Les agents du fisc ne sont pas au bout de leurs surprises: le couple de dentistes a fait passer l’achat de cigarettes, d’alimentation, de restaurants ou de séjours à la montagne en frais d’exploitation – donc en dépenses déductibles d’impôts, sans rapport avec l’activité du cabinet médical.
Lors de l’entretien avec les réviseurs de l’ACD, le dentiste reconnaît détenir trois comptes en banques non déclarés en France. Il en produit les extraits.
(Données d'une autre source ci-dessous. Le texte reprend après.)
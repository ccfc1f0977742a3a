//! User Password Value Object
//!
//! Domain wrappers around `platform::password`.
//!
//! - [`RawPassword`] is a *new* password chosen by the user; it passes the
//!   NIST SP 800-63B policy before it can be hashed.
//! - [`UserPassword`] is the stored Argon2id PHC string.
//!
//! Passwords presented for verification skip the policy (an old password
//! must still verify after the policy tightens); see
//! `application::service::credential_validator::SuppliedSecret`.

use platform::password::{
    ClearTextPassword, HashedPassword, PasswordHashError, PasswordPolicyError, SecretHasher,
};
use std::fmt;

// ============================================================================
// Raw Password (User Input)
// ============================================================================

/// New password from user input
///
/// Memory is zeroized when dropped.
pub struct RawPassword(ClearTextPassword);

impl RawPassword {
    /// Create a new raw password, enforcing the password policy
    ///
    /// ## Validation Rules (NIST SP 800-63B)
    /// - 8 to 128 characters after NFKC normalization
    /// - No control characters
    /// - No common patterns (sequential, keyboard, dictionary)
    pub fn new(raw: String) -> Result<Self, PasswordPolicyError> {
        ClearTextPassword::new(raw).map(Self)
    }

    pub(crate) fn as_clear_text(&self) -> &ClearTextPassword {
        &self.0
    }
}

impl fmt::Debug for RawPassword {
    fn fmt(&self, f: &mut fmt::Formatter<'_>) -> fmt::Result {
        f.debug_tuple("RawPassword").field(&"[REDACTED]").finish()
    }
}

/// Translation key (plus placeholder) for a policy violation
pub fn policy_message(err: &PasswordPolicyError) -> (&'static str, Option<(&'static str, usize)>) {
    match err {
        PasswordPolicyError::TooShort { min, .. } => ("validation.min.string", Some(("min", *min))),
        PasswordPolicyError::TooLong { max, .. } => ("validation.max.string", Some(("max", *max))),
        PasswordPolicyError::EmptyOrWhitespace => ("validation.required", None),
        PasswordPolicyError::InvalidCharacter | PasswordPolicyError::CommonPattern => {
            ("validation.password", None)
        }
    }
}

// ============================================================================
// User Password (Hashed, for storage)
// ============================================================================

/// Hashed user password for database storage
///
/// Stores password in Argon2id PHC string format.
#[derive(Clone, PartialEq, Eq)]
pub struct UserPassword(HashedPassword);

impl UserPassword {
    /// Hash a new password
    pub fn hash(raw: &RawPassword, hasher: &dyn SecretHasher) -> Result<Self, PasswordHashError> {
        hasher.hash(raw.as_clear_text()).map(Self)
    }

    /// Re-hash an already verified secret with the current parameters
    pub(crate) fn rehash(
        secret: &ClearTextPassword,
        hasher: &dyn SecretHasher,
    ) -> Result<Self, PasswordHashError> {
        hasher.hash(secret).map(Self)
    }

    /// Create from PHC string (from database)
    pub fn from_phc_string(phc_string: impl Into<String>) -> Result<Self, PasswordHashError> {
        HashedPassword::from_phc_string(phc_string).map(Self)
    }

    pub fn as_phc_string(&self) -> &str {
        self.0.as_phc_string()
    }

    /// Constant-time verification
    pub fn verify(&self, secret: &ClearTextPassword, hasher: &dyn SecretHasher) -> bool {
        hasher.verify(secret, &self.0)
    }

    /// True when the hash uses outdated parameters
    pub fn needs_rehash(&self, hasher: &dyn SecretHasher) -> bool {
        hasher.needs_rehash(&self.0)
    }
}

impl fmt::Debug for UserPassword {
    fn fmt(&self, f: &mut fmt::Formatter<'_>) -> fmt::Result {
        f.debug_struct("UserPassword")
            .field("hash", &"[HASH]")
            .finish()
    }
}

// ============================================================================
// Tests
// ============================================================================

#[cfg(test)]
mod tests {
    use super::*;
    use platform::password::{Argon2Hasher, MAX_PASSWORD_LENGTH, MIN_PASSWORD_LENGTH};

    fn hasher() -> Argon2Hasher {
        Argon2Hasher::with_params(None, 1024, 1, 1).unwrap()
    }

    #[test]
    fn test_raw_password_validation() {
        assert!(RawPassword::new("ValidPass123!".to_string()).is_ok());
        assert!(RawPassword::new("a".repeat(MIN_PASSWORD_LENGTH - 1)).is_err());
        assert!(RawPassword::new("a".repeat(MAX_PASSWORD_LENGTH + 1)).is_err());
        assert!(RawPassword::new("password123".to_string()).is_err());
        assert!(RawPassword::new(String::new()).is_err());
    }

    #[test]
    fn test_policy_messages() {
        let short = RawPassword::new("Ab1!".to_string()).unwrap_err();
        assert_eq!(
            policy_message(&short),
            ("validation.min.string", Some(("min", MIN_PASSWORD_LENGTH)))
        );

        let common = RawPassword::new("password123".to_string()).unwrap_err();
        assert_eq!(policy_message(&common).0, "validation.password");
    }

    #[test]
    fn test_hash_and_verify() {
        let hasher = hasher();
        let raw = RawPassword::new("TestPassword123!".to_string()).unwrap();
        let hashed = UserPassword::hash(&raw, &hasher).unwrap();

        assert!(hashed.verify(&ClearTextPassword::for_verification("TestPassword123!"), &hasher));
        assert!(!hashed.verify(&ClearTextPassword::for_verification("WrongPassword123!"), &hasher));
    }

    #[test]
    fn test_phc_string_roundtrip() {
        let hasher = hasher();
        let raw = RawPassword::new("TestPassword123!".to_string()).unwrap();
        let hashed = UserPassword::hash(&raw, &hasher).unwrap();

        let restored = UserPassword::from_phc_string(hashed.as_phc_string()).unwrap();
        assert!(restored.verify(raw.as_clear_text(), &hasher));
        assert!(UserPassword::from_phc_string("not-a-phc").is_err());
    }

    #[test]
    fn test_rehash_detection() {
        let cheap = hasher();
        let raw = RawPassword::new("TestPassword123!".to_string()).unwrap();
        let hashed = UserPassword::hash(&raw, &cheap).unwrap();

        assert!(!hashed.needs_rehash(&cheap));
        let stronger = Argon2Hasher::with_params(None, 2048, 2, 1).unwrap();
        assert!(hashed.needs_rehash(&stronger));
    }

    #[test]
    fn test_debug_redaction() {
        let raw = RawPassword::new("SecretPassword123!".to_string()).unwrap();
        let debug = format!("{:?}", raw);
        assert!(debug.contains("REDACTED"));
        assert!(!debug.contains("Secret"));

        let hashed = UserPassword::hash(&raw, &hasher()).unwrap();
        assert!(format!("{:?}", hashed).contains("HASH"));
    }
}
Toutefois, le contrôle ne permet pas de retracer les transferts d’argent vers les comptes français, alors que les époux déclarent ne pas disposer d’autres revenus que ceux tirés de l’exercice de leur profession libérale.
Le fisc dénonce au Parquet
Le recours administratif formé par le couple débouche partiellement en leur faveur: le redressement fiscal sur les exercices 2014 et 2015 est ramené de 234.239 euros à 198.155 euros à la suite d’un jugement du 28 mars 2019, introduit le 9 février 2018. Le dossier est renvoyé devant la directrice de l’ACD pour corriger le tir.
Toutefois, le 23 mars 2018, soit six semaines après l’introduction du recours devant la juridiction administrative – mais près d’un an après le contrôle fiscal, le bureau d’imposition de Differdange fait une dénonciation au Procureur d’Etat en lui envoyant une copie du rapport de révision, les bulletins rectifiés, le tableau des impôts éludés ainsi qu’une copie du recours administratif.
L’omission de remise de ces documents est un indice supplémentaire prouvant la dissimulation de recettes.“Rapport de l’ACD
L’enquête du Parquet est ouverte le 23 septembre 2020 pour fraude fiscale aggravée, après des échanges de correspondance entre le ministère public et l’ACD. Après avoir auditionné le dentiste et son épouse – qui dans l’intervalle a ouvert un cabinet en Belgique –, la section économique et financière de la police judiciaire boucle son rapport le 27 mai 2021.
Deux semaines plus tard, le ministère public adresse au prévenu une proposition «de procéder par voie de jugement sur accord». La procédure du plaider-coupable à la luxembourgeoise est possible du fait de l’absence de casier judiciaire du prévenu. Son avocat met deux semaines avant d’accepter la transaction pénale. Le 6 septembre 2021, un accord est conclu avec le Procureur d’Etat. Reporter.lu a pris connaissance de la décision qui ne porte que sur l’exercice 2014.
Contacté par la rédaction, les avocats n’ont pas souhaité commenter l’affaire.
Le dentiste reconnaît les faits, «en l’espèce d’avoir sciemment et systématiquement omis de déclarer à l’administration des contributions directes et soustrait à l’impôt pour l’année fiscale 2014 des revenus imposables en provenance de son activité de médecin-dentiste, soit un total de revenus imposables de 571.067,09 euros».
Le repentir du dentiste
Le médecin avoue «avoir ainsi fraudé les montants suivants, à savoir un montant total d’impôt éludé de 126.389,00 euros, partant s’être procuré indûment des avantages fiscaux injustifiés et d’avoir provoqué intentionnellement à son profit la réduction de recettes fiscales pour un montant de 126.289 euros».
Le dentiste, s’il avait suivi la procédure conventionnelle, aurait pu encourir pour l’infraction de fraude fiscale aggravée un emprisonnement d’un mois à trois ans et une amende de 25.000 (minimum) au sextuple des impôts éludés. En négociant avec le Parquet, le prévenu s’en est sorti avec 13.000 euros d’amende, une peine de plus de moitié inférieure au minimum syndical. Le prix de la rédemption.